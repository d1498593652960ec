// action-ledger-rs/src/sink.rs

use std::sync::Arc;

use tokio::sync::mpsc;
use tokio::task::JoinHandle;

use crate::ledger::ActionLedger;
use crate::record::{InteractionOutcome, InteractionRecord};

/// Receives one record per finished request.
///
/// `record` must return promptly and must not fail the caller; slow work
/// belongs on a background task.
pub trait InteractionSink: Send + Sync {
    fn record(&self, record: InteractionRecord);
}

/// Emits each record as a structured `tracing` event.
#[derive(Debug, Clone, Copy, Default)]
pub struct TracingSink;

impl InteractionSink for TracingSink {
    fn record(&self, record: InteractionRecord) {
        let intent = record
            .parsed_intent
            .as_ref()
            .map(|intent| intent.to_json())
            .unwrap_or_default();

        match &record.outcome {
            InteractionOutcome::Failed {
                error_kind,
                message,
            } => tracing::warn!(
                target: "nova::interaction",
                request_id = record.request_id,
                request = %record.request_text,
                raw = record.raw_classifier_response.as_deref().unwrap_or(""),
                parsed = %intent,
                outcome = record.outcome.label(),
                error_kind = %error_kind,
                error = %message,
                "Interaction failed"
            ),
            outcome => tracing::info!(
                target: "nova::interaction",
                request_id = record.request_id,
                request = %record.request_text,
                raw = record.raw_classifier_response.as_deref().unwrap_or(""),
                parsed = %intent,
                outcome = outcome.label(),
                "Interaction recorded"
            ),
        }
    }
}

/// Forwards records to a background task that appends them to an [`ActionLedger`].
#[derive(Debug, Clone)]
pub struct LedgerSink {
    tx: mpsc::UnboundedSender<InteractionRecord>,
}

/// The background half of a [`LedgerSink`].
#[derive(Debug)]
pub struct LedgerWriter {
    handle: JoinHandle<u64>,
}

impl LedgerSink {
    /// Start the writer task. Must be called inside a tokio runtime.
    pub fn spawn(ledger: ActionLedger) -> (Self, LedgerWriter) {
        let (tx, mut rx) = mpsc::unbounded_channel::<InteractionRecord>();

        let handle = tokio::task::spawn_blocking(move || {
            let mut written = 0u64;
            while let Some(record) = rx.blocking_recv() {
                match ledger.append(&record) {
                    Ok(entry) => {
                        written += 1;
                        tracing::trace!(sequence = entry.sequence, "Ledger entry appended");
                    }
                    Err(e) => tracing::error!(
                        request_id = record.request_id,
                        error = %e,
                        "Failed to append interaction to ledger"
                    ),
                }
            }
            written
        });

        (Self { tx }, LedgerWriter { handle })
    }
}

impl InteractionSink for LedgerSink {
    fn record(&self, record: InteractionRecord) {
        if let Err(e) = self.tx.send(record) {
            tracing::error!(request_id = e.0.request_id, "Ledger writer has stopped; record dropped");
        }
    }
}

impl LedgerWriter {
    /// Wait until every sender is dropped and all queued records are written.
    /// Returns the number of entries appended.
    pub async fn finish(self) -> u64 {
        match self.handle.await {
            Ok(written) => written,
            Err(e) => {
                tracing::error!(error = %e, "Ledger writer task failed");
                0
            }
        }
    }
}

/// Sends every record to each inner sink in order.
#[derive(Clone, Default)]
pub struct CompositeSink {
    sinks: Vec<Arc<dyn InteractionSink>>,
}

impl CompositeSink {
    pub fn new() -> Self {
        Self::default()
    }

    pub fn with(mut self, sink: Arc<dyn InteractionSink>) -> Self {
        self.sinks.push(sink);
        self
    }
}

impl InteractionSink for CompositeSink {
    fn record(&self, record: InteractionRecord) {
        if let Some((last, rest)) = self.sinks.split_last() {
            for sink in rest {
                sink.record(record.clone());
            }
            last.record(record);
        }
    }
}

- [Your objective] Each line above from the one with "fn record(&self, record: InteractionRecord);" up to and including the one with "let intent = record" must be set down exactly, and no line outside that span may appear.

- [Reply to the exercise]
    fn record(&self, record: InteractionRecord);
}

/// Emits each record as a structured `tracing` event.
#[derive(Debug, Clone, Copy, Default)]
pub struct TracingSink;

impl InteractionSink for TracingSink {
    fn record(&self, record: InteractionRecord) {
        let intent = record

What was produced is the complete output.